Your assignment
Copy exactly the lines of the data below that run from the line holding "pub type Callback = Arc<dyn EventSink>;" through the line holding "BdAddr, remote_scn: Scn", both ends included.

── Information supplied

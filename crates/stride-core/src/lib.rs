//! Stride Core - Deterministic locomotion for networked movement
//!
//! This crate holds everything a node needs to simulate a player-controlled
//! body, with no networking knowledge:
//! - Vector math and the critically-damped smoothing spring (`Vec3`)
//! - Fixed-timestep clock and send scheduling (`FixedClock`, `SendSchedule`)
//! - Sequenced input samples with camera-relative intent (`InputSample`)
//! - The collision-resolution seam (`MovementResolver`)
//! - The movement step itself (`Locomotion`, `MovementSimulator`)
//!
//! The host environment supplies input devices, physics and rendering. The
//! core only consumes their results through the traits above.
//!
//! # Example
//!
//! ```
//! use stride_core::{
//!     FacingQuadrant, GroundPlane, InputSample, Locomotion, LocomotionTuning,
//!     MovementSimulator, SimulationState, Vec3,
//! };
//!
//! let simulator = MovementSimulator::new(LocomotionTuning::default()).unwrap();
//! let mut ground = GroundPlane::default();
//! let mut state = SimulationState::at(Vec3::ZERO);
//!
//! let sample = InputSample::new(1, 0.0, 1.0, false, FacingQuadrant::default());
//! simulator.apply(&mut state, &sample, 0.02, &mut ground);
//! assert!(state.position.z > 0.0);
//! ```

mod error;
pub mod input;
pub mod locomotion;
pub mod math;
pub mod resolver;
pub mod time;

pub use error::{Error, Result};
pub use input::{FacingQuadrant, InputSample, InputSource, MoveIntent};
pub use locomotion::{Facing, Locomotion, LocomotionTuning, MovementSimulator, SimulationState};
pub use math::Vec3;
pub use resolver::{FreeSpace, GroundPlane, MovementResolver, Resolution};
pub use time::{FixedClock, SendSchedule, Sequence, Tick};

────
── Information supplied

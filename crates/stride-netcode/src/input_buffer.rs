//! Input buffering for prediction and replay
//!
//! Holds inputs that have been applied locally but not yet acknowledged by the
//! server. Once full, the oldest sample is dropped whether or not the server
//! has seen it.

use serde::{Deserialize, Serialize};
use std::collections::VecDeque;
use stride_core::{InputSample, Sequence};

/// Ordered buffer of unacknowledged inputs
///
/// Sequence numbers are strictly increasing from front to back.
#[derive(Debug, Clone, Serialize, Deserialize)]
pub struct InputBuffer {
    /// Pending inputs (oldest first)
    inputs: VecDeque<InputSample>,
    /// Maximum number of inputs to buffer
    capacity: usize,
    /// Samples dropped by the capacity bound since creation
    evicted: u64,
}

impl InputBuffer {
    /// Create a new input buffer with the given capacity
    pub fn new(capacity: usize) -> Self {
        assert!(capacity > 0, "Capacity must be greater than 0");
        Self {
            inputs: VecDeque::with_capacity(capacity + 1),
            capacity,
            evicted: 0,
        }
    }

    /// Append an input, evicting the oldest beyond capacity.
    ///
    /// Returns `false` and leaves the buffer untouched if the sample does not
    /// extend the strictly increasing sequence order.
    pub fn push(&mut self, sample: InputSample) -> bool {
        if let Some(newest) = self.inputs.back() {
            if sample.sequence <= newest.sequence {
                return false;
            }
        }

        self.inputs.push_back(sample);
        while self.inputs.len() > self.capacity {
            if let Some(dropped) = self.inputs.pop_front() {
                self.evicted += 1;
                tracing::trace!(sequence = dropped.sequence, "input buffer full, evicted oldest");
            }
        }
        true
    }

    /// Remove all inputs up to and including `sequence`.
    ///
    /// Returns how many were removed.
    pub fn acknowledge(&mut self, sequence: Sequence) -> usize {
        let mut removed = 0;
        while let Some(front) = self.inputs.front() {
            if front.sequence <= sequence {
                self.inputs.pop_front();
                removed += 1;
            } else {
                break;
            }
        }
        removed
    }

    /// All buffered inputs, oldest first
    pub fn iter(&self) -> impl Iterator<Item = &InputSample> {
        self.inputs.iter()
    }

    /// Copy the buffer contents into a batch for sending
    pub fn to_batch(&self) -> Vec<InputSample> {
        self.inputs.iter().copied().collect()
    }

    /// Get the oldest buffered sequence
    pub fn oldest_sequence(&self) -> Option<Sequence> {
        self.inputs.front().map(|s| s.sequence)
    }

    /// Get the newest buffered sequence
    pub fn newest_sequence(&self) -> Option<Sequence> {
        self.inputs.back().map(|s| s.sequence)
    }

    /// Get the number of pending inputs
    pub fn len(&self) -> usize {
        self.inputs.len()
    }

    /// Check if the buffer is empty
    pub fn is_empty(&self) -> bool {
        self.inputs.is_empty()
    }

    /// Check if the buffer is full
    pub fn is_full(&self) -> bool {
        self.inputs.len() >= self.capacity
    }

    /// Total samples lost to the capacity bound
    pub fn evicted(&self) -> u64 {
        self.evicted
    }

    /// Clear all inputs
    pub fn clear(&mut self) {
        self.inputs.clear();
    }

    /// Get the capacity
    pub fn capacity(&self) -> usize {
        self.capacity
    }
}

────
── Information supplied

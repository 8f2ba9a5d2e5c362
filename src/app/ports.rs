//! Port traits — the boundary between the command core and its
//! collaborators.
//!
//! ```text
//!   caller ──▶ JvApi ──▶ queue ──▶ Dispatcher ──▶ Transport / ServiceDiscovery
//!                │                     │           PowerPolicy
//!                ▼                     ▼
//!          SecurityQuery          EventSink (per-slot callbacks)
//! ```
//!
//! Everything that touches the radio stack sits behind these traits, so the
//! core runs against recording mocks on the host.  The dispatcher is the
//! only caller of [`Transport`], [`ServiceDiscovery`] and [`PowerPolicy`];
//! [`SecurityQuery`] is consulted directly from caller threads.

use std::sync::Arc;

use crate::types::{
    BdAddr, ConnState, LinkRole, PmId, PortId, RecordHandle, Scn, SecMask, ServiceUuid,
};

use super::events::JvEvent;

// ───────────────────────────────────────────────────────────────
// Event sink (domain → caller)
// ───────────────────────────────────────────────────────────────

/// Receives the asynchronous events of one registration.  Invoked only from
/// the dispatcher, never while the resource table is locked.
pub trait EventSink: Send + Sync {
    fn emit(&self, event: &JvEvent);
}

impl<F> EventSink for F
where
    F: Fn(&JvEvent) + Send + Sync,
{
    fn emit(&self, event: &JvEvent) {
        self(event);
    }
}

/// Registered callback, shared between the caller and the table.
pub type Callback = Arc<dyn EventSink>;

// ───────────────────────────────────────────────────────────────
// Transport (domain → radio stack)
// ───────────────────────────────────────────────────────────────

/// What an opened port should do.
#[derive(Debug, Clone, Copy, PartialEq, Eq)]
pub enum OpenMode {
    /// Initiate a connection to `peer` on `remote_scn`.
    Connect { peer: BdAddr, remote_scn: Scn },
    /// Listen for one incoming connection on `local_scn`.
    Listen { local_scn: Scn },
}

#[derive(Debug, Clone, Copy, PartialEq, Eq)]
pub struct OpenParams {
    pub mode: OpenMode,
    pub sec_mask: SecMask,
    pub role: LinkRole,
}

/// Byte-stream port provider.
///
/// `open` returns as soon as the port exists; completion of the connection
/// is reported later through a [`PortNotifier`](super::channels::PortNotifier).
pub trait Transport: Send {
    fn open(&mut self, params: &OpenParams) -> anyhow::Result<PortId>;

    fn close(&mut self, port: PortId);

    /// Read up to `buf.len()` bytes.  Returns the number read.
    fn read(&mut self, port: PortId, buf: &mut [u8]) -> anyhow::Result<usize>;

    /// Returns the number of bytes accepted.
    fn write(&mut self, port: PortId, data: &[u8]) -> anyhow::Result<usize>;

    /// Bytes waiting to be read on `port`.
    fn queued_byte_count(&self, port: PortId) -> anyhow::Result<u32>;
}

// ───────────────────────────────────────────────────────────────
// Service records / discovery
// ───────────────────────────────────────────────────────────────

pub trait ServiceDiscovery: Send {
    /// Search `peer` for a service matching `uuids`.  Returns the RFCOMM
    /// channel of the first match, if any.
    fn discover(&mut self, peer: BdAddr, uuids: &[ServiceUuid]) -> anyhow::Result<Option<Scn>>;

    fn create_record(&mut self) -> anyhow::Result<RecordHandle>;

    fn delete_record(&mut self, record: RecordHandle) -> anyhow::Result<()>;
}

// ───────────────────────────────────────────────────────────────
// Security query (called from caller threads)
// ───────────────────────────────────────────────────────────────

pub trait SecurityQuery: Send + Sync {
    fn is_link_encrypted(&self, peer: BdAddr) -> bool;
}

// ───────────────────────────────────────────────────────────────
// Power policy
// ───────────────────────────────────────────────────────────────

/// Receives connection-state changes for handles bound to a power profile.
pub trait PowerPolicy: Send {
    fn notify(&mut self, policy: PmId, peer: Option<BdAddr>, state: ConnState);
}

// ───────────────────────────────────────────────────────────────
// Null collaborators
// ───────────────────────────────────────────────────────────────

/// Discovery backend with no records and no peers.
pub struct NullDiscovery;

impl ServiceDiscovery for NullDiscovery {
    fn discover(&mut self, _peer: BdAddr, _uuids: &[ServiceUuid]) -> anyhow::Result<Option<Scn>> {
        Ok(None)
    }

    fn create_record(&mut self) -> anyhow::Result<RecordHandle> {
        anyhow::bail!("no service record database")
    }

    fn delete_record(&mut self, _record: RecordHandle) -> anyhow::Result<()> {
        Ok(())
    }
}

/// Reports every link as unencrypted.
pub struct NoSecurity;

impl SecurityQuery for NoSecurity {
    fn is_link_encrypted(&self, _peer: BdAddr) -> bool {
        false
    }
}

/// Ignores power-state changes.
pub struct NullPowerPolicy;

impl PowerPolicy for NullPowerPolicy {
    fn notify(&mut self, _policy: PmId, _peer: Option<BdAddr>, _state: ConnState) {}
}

────

Solution for this problem
pub type Callback = Arc<dyn EventSink>;

// ───────────────────────────────────────────────────────────────
// Transport (domain → radio stack)
// ───────────────────────────────────────────────────────────────

/// What an opened port should do.
#[derive(Debug, Clone, Copy, PartialEq, Eq)]
pub enum OpenMode {
    /// Initiate a connection to `peer` on `remote_scn`.
    Connect { peer: BdAddr, remote_scn: Scn },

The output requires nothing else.